*** DATA ***

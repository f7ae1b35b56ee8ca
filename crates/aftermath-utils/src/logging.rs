//! # Logging Utilities
//!
//! Logging infrastructure for Aftermath using `tracing`.
//!
//! This module provides structured logging with support for:
//! - Multiple output formats (JSON for production, pretty for development)
//! - Environment variable configuration
//! - Log level filtering
//! - Optional file output next to the console
//!
//! Console output goes to stderr so it never mixes with command output.
//!
//! Crash handling itself does not log through `tracing`: by the time a fatal
//! signal arrives the subscriber may hold locks owned by the faulted thread.
//! Only setup (installing handlers, reading configuration) is logged here.
//!
//! ## Quick Start
//!
//! ```rust,no_run
//! use aftermath_utils::init_logging;
//!
//! // Initialize with default settings (reads from RUST_LOG env var)
//! init_logging().expect("Failed to initialize logging");
//!
//! tracing::info!("Application started");
//! ```
//!
//! ## Environment Variables
//!
//! - `RUST_LOG`: Set log level filter (e.g., `RUST_LOG=debug`, `RUST_LOG=aftermath_core=debug`)
//! - `AFTERMATH_LOG_FORMAT`: Set output format (`json` or `pretty`, default: `pretty`)
//! - `AFTERMATH_LOG_FILE`: Optional path to log file (if not set, logs only to console)

use std::path::{Path, PathBuf};
use std::str::FromStr;
use std::{env, io};

use tracing::Level;
use tracing_subscriber::fmt::time::ChronoUtc;
use tracing_subscriber::fmt::{self};
use tracing_subscriber::layer::SubscriberExt;
use tracing_subscriber::util::SubscriberInitExt;
use tracing_subscriber::{EnvFilter, Layer, Registry};

/// Log output format
#[derive(Debug, Clone, Copy, PartialEq, Eq)]
pub enum LogFormat
{
    /// Pretty-printed, human-readable format (default for development)
    Pretty,
    /// JSON format (default for production)
    Json,
}

impl FromStr for LogFormat
{
    type Err = LoggingError;

    fn from_str(s: &str) -> Result<Self, Self::Err>
    {
        match s.to_lowercase().as_str() {
            "pretty" | "dev" | "development" => Ok(LogFormat::Pretty),
            "json" | "prod" | "production" => Ok(LogFormat::Json),
            _ => Err(LoggingError::InvalidFormat(format!("{s}. Use 'pretty' or 'json'"))),
        }
    }
}

/// Log level
#[derive(Debug, Clone, Copy, PartialEq, Eq)]
pub enum LogLevel
{
    /// Error level
    Error,
    /// Warning level
    Warn,
    /// Info level (default)
    Info,
    /// Debug level
    Debug,
    /// Trace level (most verbose)
    Trace,
}

impl From<LogLevel> for Level
{
    fn from(level: LogLevel) -> Self
    {
        match level {
            LogLevel::Error => Level::ERROR,
            LogLevel::Warn => Level::WARN,
            LogLevel::Info => Level::INFO,
            LogLevel::Debug => Level::DEBUG,
            LogLevel::Trace => Level::TRACE,
        }
    }
}

impl FromStr for LogLevel
{
    type Err = LoggingError;

    fn from_str(s: &str) -> Result<Self, Self::Err>
    {
        match s.to_lowercase().as_str() {
            "error" | "err" => Ok(LogLevel::Error),
            "warn" | "warning" => Ok(LogLevel::Warn),
            "info" => Ok(LogLevel::Info),
            "debug" | "dbg" => Ok(LogLevel::Debug),
            "trace" => Ok(LogLevel::Trace),
            _ => Err(LoggingError::InvalidLevel(format!(
                "{s}. Use 'error', 'warn', 'info', 'debug', or 'trace'"
            ))),
        }
    }
}

/// Initialize logging with default settings
///
/// Reads configuration from environment variables:
/// - `RUST_LOG`: Log level filter (e.g., `debug`, `aftermath_core=debug`)
/// - `AFTERMATH_LOG_FORMAT`: Output format (`json` or `pretty`, default: `pretty`)
/// - `AFTERMATH_LOG_FILE`: Optional path to log file
///
/// ## Errors
///
/// Returns an error if:
/// - Logging is already initialized
/// - `AFTERMATH_LOG_FORMAT` holds an unknown format
pub fn init_logging() -> Result<(), LoggingError>
{
    let format = match env::var("AFTERMATH_LOG_FORMAT") {
        Ok(value) => value.parse()?,
        Err(_) => LogFormat::Pretty,
    };

    // Read log level from RUST_LOG or default to INFO
    let default_level = env::var("RUST_LOG")
        .ok()
        .and_then(|s| s.parse::<LogLevel>().ok())
        .map_or(Level::INFO, Into::into);

    init(format, default_level, log_file_from_env())
}

/// Initialize logging with explicit level and format
///
/// `RUST_LOG`, when set to a valid filter, still takes precedence so
/// module-specific filters keep working.
///
/// ## Example
///
/// ```rust,no_run
/// use aftermath_utils::{LogFormat, LogLevel, init_logging_with_level};
///
/// init_logging_with_level(LogLevel::Debug, LogFormat::Pretty)
///     .expect("Failed to initialize logging");
/// ```
///
/// ## Errors
///
/// Returns an error if logging is already initialized.
pub fn init_logging_with_level(level: LogLevel, format: LogFormat) -> Result<(), LoggingError>
{
    init(format, level.into(), log_file_from_env())
}

fn log_file_from_env() -> Option<PathBuf>
{
    env::var("AFTERMATH_LOG_FILE").ok().filter(|path| !path.is_empty()).map(PathBuf::from)
}

/// Build the filter: `RUST_LOG` if it parses, otherwise `default_level`.
fn env_filter(default_level: Level) -> EnvFilter
{
    EnvFilter::try_from_default_env().unwrap_or_else(|_| EnvFilter::new(default_level.to_string()))
}

fn init(format: LogFormat, default_level: Level, log_file: Option<PathBuf>) -> Result<(), LoggingError>
{
    let console_layer: Box<dyn Layer<Registry> + Send + Sync> = match format {
        LogFormat::Pretty => fmt::layer()
            .with_target(true)
            .with_thread_ids(true)
            .with_thread_names(true)
            .with_file(true)
            .with_line_number(true)
            .with_timer(ChronoUtc::rfc_3339())
            .with_ansi(true)
            .with_writer(io::stderr)
            .with_filter(env_filter(default_level))
            .boxed(),
        LogFormat::Json => fmt::layer()
            .json()
            .with_target(true)
            .with_thread_ids(true)
            .with_thread_names(true)
            .with_file(true)
            .with_line_number(true)
            .with_timer(ChronoUtc::rfc_3339())
            .with_current_span(true)
            .with_span_list(true)
            .with_writer(io::stderr)
            .with_filter(env_filter(default_level))
            .boxed(),
    };

    let mut layers = vec![console_layer];
    if let Some(path) = log_file {
        layers.push(file_layer(&path, format, default_level));
    }

    Registry::default()
        .with(layers)
        .try_init()
        .map_err(|err| LoggingError::InitializationFailed(err.to_string()))
}

fn file_layer(path: &Path, format: LogFormat, default_level: Level) -> Box<dyn Layer<Registry> + Send + Sync>
{
    let file_appender = tracing_appender::rolling::never(
        path.parent().unwrap_or_else(|| Path::new(".")),
        path.file_name().unwrap_or_default(),
    );
    // The process may be torn down with `_exit` at any time, so a background
    // writer thread could lose the tail of the log. Write synchronously.
    match format {
        LogFormat::Pretty => fmt::layer()
            .with_writer(file_appender)
            .with_target(true)
            .with_thread_ids(true)
            .with_thread_names(true)
            .with_file(true)
            .with_line_number(true)
            .with_timer(ChronoUtc::rfc_3339())
            .with_ansi(false) // No ANSI in files
            .with_filter(env_filter(default_level))
            .boxed(),
        LogFormat::Json => fmt::layer()
            .json()
            .with_writer(file_appender)
            .with_target(true)
            .with_thread_ids(true)
            .with_thread_names(true)
            .with_file(true)
            .with_line_number(true)
            .with_timer(ChronoUtc::rfc_3339())
            .with_current_span(true)
            .with_span_list(true)
            .with_filter(env_filter(default_level))
            .boxed(),
    }
}

/// Logging initialization error
#[derive(Debug, thiserror::Error)]
pub enum LoggingError
{
    /// Invalid log format
    #[error("Invalid log format: {0}")]
    InvalidFormat(String),

    /// Invalid log level
    #[error("Invalid log level: {0}")]
    InvalidLevel(String),

    /// Failed to initialize logging
    #[error("Failed to initialize logging: {0}")]
    InitializationFailed(String),

    /// File logging error
    #[error("File logging error: {0}")]
    FileError(#[from] io::Error),
}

*** End of DATA ***

PROMPT ▸ All lines of the data that hold "Optional" need to be copied.

WRITTEN RESPONSE ▸
//! - Optional file output next to the console
//! - `AFTERMATH_LOG_FILE`: Optional path to log file (if not set, logs only to console)
/// - `AFTERMATH_LOG_FILE`: Optional path to log file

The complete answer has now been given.